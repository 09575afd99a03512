use std::{collections::BTreeMap, fmt::Write as _};

use serde::Serialize;

use crate::{
    graph::{GraphLayout, InfluenceGraph, NodeKind, StockState, Tooltip, truncate_label},
    report::AnalysisReport,
    session::AnalysisOutcome,
    stock::StockBoard,
};

pub const EMPTY_GRAPH_MESSAGE: &str = "관계도를 생성할 수 있는 데이터가 없습니다.";

#[derive(Debug, Clone, Copy, PartialEq, Eq, clap::ValueEnum)]
pub enum OutputFormat {
    Text,
    Json,
}

/// Borrowed view over a laid-out graph, with or without a backing job.
#[derive(Debug, Clone, Copy, Serialize)]
pub struct GraphView<'a> {
    #[serde(skip_serializing_if = "Option::is_none")]
    pub job_id: Option<&'a str>,
    pub report: &'a AnalysisReport,
    pub graph: &'a InfluenceGraph,
    pub layout: &'a GraphLayout,
    pub stocks: Option<&'a StockBoard>,
}

impl<'a> From<&'a AnalysisOutcome> for GraphView<'a> {
    fn from(outcome: &'a AnalysisOutcome) -> Self {
        Self {
            job_id: Some(&outcome.job_id),
            report: &outcome.report,
            graph: &outcome.graph,
            layout: &outcome.layout,
            stocks: outcome.stocks.as_ref(),
        }
    }
}

impl GraphView<'_> {
    pub fn tooltips(&self) -> BTreeMap<String, Tooltip> {
        let empty = StockBoard::default();
        let board = self.stocks.unwrap_or(&empty);
        self.graph
            .nodes()
            .iter()
            .map(|node| (node.id.clone(), Tooltip::for_node(node, StockState::Ready(board))))
            .collect()
    }
}

pub fn render(view: GraphView<'_>, format: OutputFormat) -> Result<String, serde_json::Error> {
    match format {
        OutputFormat::Text => Ok(render_text(view)),
        OutputFormat::Json => render_json(view),
    }
}

pub fn render_json(view: GraphView<'_>) -> Result<String, serde_json::Error> {
    #[derive(Serialize)]
    struct Document<'a> {
        #[serde(flatten)]
        view: GraphView<'a>,
        tooltips: BTreeMap<String, Tooltip>,
    }

    serde_json::to_string_pretty(&Document {
        view,
        tooltips: view.tooltips(),
    })
}

pub fn render_text(view: GraphView<'_>) -> String {
    let mut out = String::new();
    let report = view.report;

    if !report.report_title.is_empty() {
        let _ = writeln!(out, "{}", report.report_title);
    }
    if !report.time_range.is_empty() {
        let _ = writeln!(out, "기간: {}", report.time_range);
    }
    if let Some(notes) = report.notes.as_deref().filter(|notes| !notes.trim().is_empty()) {
        let _ = writeln!(out, "참고: {notes}");
    }
    if let Some(job_id) = view.job_id {
        let _ = writeln!(out, "job: {job_id}");
    }

    if view.graph.is_empty() {
        let _ = writeln!(out, "{EMPTY_GRAPH_MESSAGE}");
        return out;
    }

    let layout = view.layout;
    let max_chars = layout.profile.label_max_chars;
    let _ = writeln!(
        out,
        "\ncanvas {}x{} ({:?})",
        layout.canvas.width, layout.canvas.height, layout.profile.kind
    );

    let tooltips = view.tooltips();
    for kind in NodeKind::COLUMN_ORDER {
        let mut nodes = view.graph.nodes_of(kind).peekable();
        if nodes.peek().is_none() {
            continue;
        }
        let _ = writeln!(out, "\n[{}]", kind.as_str());
        for node in nodes {
            let position = layout
                .position(&node.id)
                .map(|point| format!("({}, {})", point.x, point.y))
                .unwrap_or_else(|| "(-)".to_string());
            let _ = writeln!(
                out,
                "  {:<18} {} {}",
                node.id,
                truncate_label(&node.label, max_chars),
                position
            );
            if let Some(tooltip) = tooltips.get(&node.id) {
                for line in tooltip.lines().iter().skip(1) {
                    let _ = writeln!(out, "      {line}");
                }
            }
        }
    }

    let _ = writeln!(out, "\n[edges]");
    for edge in view.graph.edges() {
        let _ = writeln!(out, "  {} -> {}", edge.source, edge.target);
    }

    out
}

+++++

Task statement
All entries must be given again exactly.

Expected answer
repository 09575afd99a03512
use std::{collections::BTreeMap, fmt::Write as _};

use serde::Serialize;

use crate::{
    graph::{GraphLayout, InfluenceGraph, NodeKind, StockState, Tooltip, truncate_label},
    report::AnalysisReport,
    session::AnalysisOutcome,
    stock::StockBoard,
};

pub const EMPTY_GRAPH_MESSAGE: &str = "관계도를 생성할 수 있는 데이터가 없습니다.";

#[derive(Debug, Clone, Copy, PartialEq, Eq, clap::ValueEnum)]
pub enum OutputFormat {
    Text,
    Json,
}

/// Borrowed view over a laid-out graph, with or without a backing job.
#[derive(Debug, Clone, Copy, Serialize)]
pub struct GraphView<'a> {
    #[serde(skip_serializing_if = "Option::is_none")]
    pub job_id: Option<&'a str>,
    pub report: &'a AnalysisReport,
    pub graph: &'a InfluenceGraph,
    pub layout: &'a GraphLayout,
    pub stocks: Option<&'a StockBoard>,
}

impl<'a> From<&'a AnalysisOutcome> for GraphView<'a> {
    fn from(outcome: &'a AnalysisOutcome) -> Self {
        Self {
            job_id: Some(&outcome.job_id),
            report: &outcome.report,
            graph: &outcome.graph,
            layout: &outcome.layout,
            stocks: outcome.stocks.as_ref(),
        }
    }
}

impl GraphView<'_> {
    pub fn tooltips(&self) -> BTreeMap<String, Tooltip> {
        let empty = StockBoard::default();
        let board = self.stocks.unwrap_or(&empty);
        self.graph
            .nodes()
            .iter()
            .map(|node| (node.id.clone(), Tooltip::for_node(node, StockState::Ready(board))))
            .collect()
    }
}

pub fn render(view: GraphView<'_>, format: OutputFormat) -> Result<String, serde_json::Error> {
    match format {
        OutputFormat::Text => Ok(render_text(view)),
        OutputFormat::Json => render_json(view),
    }
}

pub fn render_json(view: GraphView<'_>) -> Result<String, serde_json::Error> {
    #[derive(Serialize)]
    struct Document<'a> {
        #[serde(flatten)]
        view: GraphView<'a>,
        tooltips: BTreeMap<String, Tooltip>,
    }

    serde_json::to_string_pretty(&Document {
        view,
        tooltips: view.tooltips(),
    })
}

pub fn render_text(view: GraphView<'_>) -> String {
    let mut out = String::new();
    let report = view.report;

    if !report.report_title.is_empty() {
        let _ = writeln!(out, "{}", report.report_title);
    }
    if !report.time_range.is_empty() {
        let _ = writeln!(out, "기간: {}", report.time_range);
    }
    if let Some(notes) = report.notes.as_deref().filter(|notes| !notes.trim().is_empty()) {
        let _ = writeln!(out, "참고: {notes}");
    }
    if let Some(job_id) = view.job_id {
        let _ = writeln!(out, "job: {job_id}");
    }

    if view.graph.is_empty() {
        let _ = writeln!(out, "{EMPTY_GRAPH_MESSAGE}");
        return out;
    }

    let layout = view.layout;
    let max_chars = layout.profile.label_max_chars;
    let _ = writeln!(
        out,
        "\ncanvas {}x{} ({:?})",
        layout.canvas.width, layout.canvas.height, layout.profile.kind
    );

    let tooltips = view.tooltips();
    for kind in NodeKind::COLUMN_ORDER {
        let mut nodes = view.graph.nodes_of(kind).peekable();
        if nodes.peek().is_none() {
            continue;
        }
        let _ = writeln!(out, "\n[{}]", kind.as_str());
        for node in nodes {
            let position = layout
                .position(&node.id)
                .map(|point| format!("({}, {})", point.x, point.y))
                .unwrap_or_else(|| "(-)".to_string());
            let _ = writeln!(
                out,
                "  {:<18} {} {}",
                node.id,
                truncate_label(&node.label, max_chars),
                position
            );
            if let Some(tooltip) = tooltips.get(&node.id) {
                for line in tooltip.lines().iter().skip(1) {
                    let _ = writeln!(out, "      {line}");
                }
            }
        }
    }

    let _ = writeln!(out, "\n[edges]");
    for edge in view.graph.edges() {
        let _ = writeln!(out, "  {} -> {}", edge.source, edge.target);
    }

    out
}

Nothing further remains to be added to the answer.